[[ SOURCE INFORMATION open ]]
//! Application orchestration — state management, backend workers, event
//! loop plumbing and input handling.

pub mod backend;
pub mod event;
pub mod handler;
pub mod state;
pub mod view;
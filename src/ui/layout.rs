//! Layout helpers — split the terminal area into regions.

use ratatui::layout::{Constraint, Direction, Layout, Rect};

/// Screen regions, top to bottom: search input, column header, result rows
/// with the scrollbar column on their right, status bar.
#[derive(Debug, Clone, Copy, PartialEq, Eq)]
pub struct AppLayout {
    pub search_area: Rect,
    pub header_area: Rect,
    pub rows_area: Rect,
    pub scrollbar_area: Rect,
    pub status_area: Rect,
}

impl AppLayout {
    /// Compute the layout from the full terminal area.
    pub fn from_area(area: Rect) -> Self {
        let rows = Layout::default()
            .direction(Direction::Vertical)
            .constraints([
                Constraint::Length(1), // search input
                Constraint::Length(1), // column header
                Constraint::Min(1),    // result rows
                Constraint::Length(1), // status bar
            ])
            .split(area);

        let body = Layout::default()
            .direction(Direction::Horizontal)
            .constraints([Constraint::Min(1), Constraint::Length(1)])
            .split(rows[2]);

        let header_area = Rect {
            width: body[0].width,
            ..rows[1]
        };

        Self {
            search_area: rows[0],
            header_area,
            rows_area: body[0],
            scrollbar_area: body[1],
            status_area: rows[3],
        }
    }
}

pub fn contains(area: Rect, col: u16, row: u16) -> bool {
    col >= area.x
        && col < area.x.saturating_add(area.width)
        && row >= area.y
        && row < area.y.saturating_add(area.height)
}
//! Sparse per-row metadata cache.
//!
//! Rows are keyed by [`ResultIndex`] and are only valid for the generation
//! they were fetched under.  A generation change wipes everything, because
//! the same integer handle may name a different file in the next result set.

use std::collections::{HashMap, HashSet};

use super::types::{ResultIndex, RowMetadata};

#[derive(Debug, Default)]
pub struct RowCache {
    generation: u64,
    rows: HashMap<ResultIndex, RowMetadata>,
    /// Indices with a fetch outstanding for the current generation.
    in_flight: HashSet<ResultIndex>,
}

impl RowCache {
    pub fn new() -> Self {
        Self::default()
    }

    pub fn generation(&self) -> u64 {
        self.generation
    }

    pub fn get(&self, index: ResultIndex) -> Option<&RowMetadata> {
        self.rows.get(&index)
    }

    pub fn contains(&self, index: ResultIndex) -> bool {
        self.rows.contains_key(&index)
    }

    pub fn is_in_flight(&self, index: ResultIndex) -> bool {
        self.in_flight.contains(&index)
    }

    pub fn len(&self) -> usize {
        self.rows.len()
    }

    pub fn is_empty(&self) -> bool {
        self.rows.is_empty()
    }

    #[cfg(test)]
    pub fn in_flight_len(&self) -> usize {
        self.in_flight.len()
    }

    /// Mark `index` as being fetched.  Returns `false` when it is already
    /// cached or already in flight, i.e. when no fetch should be issued.
    pub(crate) fn claim(&mut self, index: ResultIndex) -> bool {
        if self.rows.contains_key(&index) {
            return false;
        }
        self.in_flight.insert(index)
    }

    /// Write a positionally aligned batch.  Callers guarantee
    /// `indices.len() == rows.len()`.
    pub(crate) fn merge(&mut self, indices: &[ResultIndex], rows: Vec<RowMetadata>) {
        debug_assert_eq!(indices.len(), rows.len());
        for (&index, row) in indices.iter().zip(rows) {
            self.in_flight.remove(&index);
            self.rows.insert(index, row);
        }
    }

    /// Drop the in-flight marks of a failed batch so a later call may retry.
    pub(crate) fn release(&mut self, indices: &[ResultIndex]) {
        for index in indices {
            self.in_flight.remove(index);
        }
    }

    /// Forget every row and in-flight mark and adopt `generation`.
    pub fn reset(&mut self, generation: u64) {
        self.generation = generation;
        self.rows.clear();
        self.in_flight.clear();
    }
}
[[ SOURCE INFORMATION closed ]]
— INSTRUCTIONS FOR THE TASK —
Set down each entry again, unchanged.

— OUTPUT FOR THIS TASK —
//! Application orchestration — state management, backend workers, event
//! loop plumbing and input handling.

pub mod backend;
pub mod event;
pub mod handler;
pub mod state;
pub mod view;
filename src/ui/layout.rs
//! Layout helpers — split the terminal area into regions.

use ratatui::layout::{Constraint, Direction, Layout, Rect};

/// Screen regions, top to bottom: search input, column header, result rows
/// with the scrollbar column on their right, status bar.
#[derive(Debug, Clone, Copy, PartialEq, Eq)]
pub struct AppLayout {
    pub search_area: Rect,
    pub header_area: Rect,
    pub rows_area: Rect,
    pub scrollbar_area: Rect,
    pub status_area: Rect,
}

impl AppLayout {
    /// Compute the layout from the full terminal area.
    pub fn from_area(area: Rect) -> Self {
        let rows = Layout::default()
            .direction(Direction::Vertical)
            .constraints([
                Constraint::Length(1), // search input
                Constraint::Length(1), // column header
                Constraint::Min(1),    // result rows
                Constraint::Length(1), // status bar
            ])
            .split(area);

        let body = Layout::default()
            .direction(Direction::Horizontal)
            .constraints([Constraint::Min(1), Constraint::Length(1)])
            .split(rows[2]);

        let header_area = Rect {
            width: body[0].width,
            ..rows[1]
        };

        Self {
            search_area: rows[0],
            header_area,
            rows_area: body[0],
            scrollbar_area: body[1],
            status_area: rows[3],
        }
    }
}

pub fn contains(area: Rect, col: u16, row: u16) -> bool {
    col >= area.x
        && col < area.x.saturating_add(area.width)
        && row >= area.y
        && row < area.y.saturating_add(area.height)
}
//! Sparse per-row metadata cache.
//!
//! Rows are keyed by [`ResultIndex`] and are only valid for the generation
//! they were fetched under.  A generation change wipes everything, because
//! the same integer handle may name a different file in the next result set.

use std::collections::{HashMap, HashSet};

use super::types::{ResultIndex, RowMetadata};

#[derive(Debug, Default)]
pub struct RowCache {
    generation: u64,
    rows: HashMap<ResultIndex, RowMetadata>,
    /// Indices with a fetch outstanding for the current generation.
    in_flight: HashSet<ResultIndex>,
}

impl RowCache {
    pub fn new() -> Self {
        Self::default()
    }

    pub fn generation(&self) -> u64 {
        self.generation
    }

    pub fn get(&self, index: ResultIndex) -> Option<&RowMetadata> {
        self.rows.get(&index)
    }

    pub fn contains(&self, index: ResultIndex) -> bool {
        self.rows.contains_key(&index)
    }

    pub fn is_in_flight(&self, index: ResultIndex) -> bool {
        self.in_flight.contains(&index)
    }

    pub fn len(&self) -> usize {
        self.rows.len()
    }

    pub fn is_empty(&self) -> bool {
        self.rows.is_empty()
    }

    #[cfg(test)]
    pub fn in_flight_len(&self) -> usize {
        self.in_flight.len()
    }

    /// Mark `index` as being fetched.  Returns `false` when it is already
    /// cached or already in flight, i.e. when no fetch should be issued.
    pub(crate) fn claim(&mut self, index: ResultIndex) -> bool {
        if self.rows.contains_key(&index) {
            return false;
        }
        self.in_flight.insert(index)
    }

    /// Write a positionally aligned batch.  Callers guarantee
    /// `indices.len() == rows.len()`.
    pub(crate) fn merge(&mut self, indices: &[ResultIndex], rows: Vec<RowMetadata>) {
        debug_assert_eq!(indices.len(), rows.len());
        for (&index, row) in indices.iter().zip(rows) {
            self.in_flight.remove(&index);
            self.rows.insert(index, row);
        }
    }

    /// Drop the in-flight marks of a failed batch so a later call may retry.
    pub(crate) fn release(&mut self, indices: &[ResultIndex]) {
        for index in indices {
            self.in_flight.remove(index);
        }
    }

    /// Forget every row and in-flight mark and adopt `generation`.
    pub fn reset(&mut self, generation: u64) {
        self.generation = generation;
        self.rows.clear();
        self.in_flight.clear();
    }
}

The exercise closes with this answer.